## [Your task]
Return each line of the records below in which the string "Mutex" turns up.

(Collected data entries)

[Start of Attachment]

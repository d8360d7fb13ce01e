//! A minimal metrics seam. The orchestrator's real metrics backend is out
//! of scope; components record through this trait so tests can assert on
//! what would have been emitted (e.g. `dry_run_would_deny`, §8.3 scenario 3).

use parking_lot::Mutex;
use std::collections::HashMap;
use std::sync::Arc;

pub trait MetricsSink: Send + Sync {
    fn increment(&self, name: &str, labels: &[(&str, &str)]);
    fn observe(&self, name: &str, value: f64, labels: &[(&str, &str)]);
}

/// Drops everything. The default when no metrics backend is wired in.
#[derive(Default)]
pub struct NoopMetrics;

impl MetricsSink for NoopMetrics {
    fn increment(&self, _name: &str, _labels: &[(&str, &str)]) {}
    fn observe(&self, _name: &str, _value: f64, _labels: &[(&str, &str)]) {}
}

/// Records every call in memory; used by tests.
#[derive(Default)]
pub struct RecordingMetrics {
    counters: Mutex<HashMap<String, u64>>,
}

impl RecordingMetrics {
    pub fn count(&self, name: &str, labels: &[(&str, &str)]) -> u64 {
        let key = Self::key(name, labels);
        *self.counters.lock().get(&key).unwrap_or(&0)
    }

    fn key(name: &str, labels: &[(&str, &str)]) -> String {
        let mut parts: Vec<String> = labels.iter().map(|(k, v)| format!("{k}={v}")).collect();
        parts.sort();
        format!("{name}{{{}}}", parts.join(","))
    }
}

impl MetricsSink for RecordingMetrics {
    fn increment(&self, name: &str, labels: &[(&str, &str)]) {
        let key = Self::key(name, labels);
        *self.counters.lock().entry(key).or_insert(0) += 1;
    }

    fn observe(&self, _name: &str, _value: f64, _labels: &[(&str, &str)]) {}
}

pub fn noop() -> Arc<dyn MetricsSink> {
    Arc::new(NoopMetrics)
}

[End of Attachment]

## [Written answer]
use parking_lot::Mutex;
    counters: Mutex<HashMap<String, u64>>,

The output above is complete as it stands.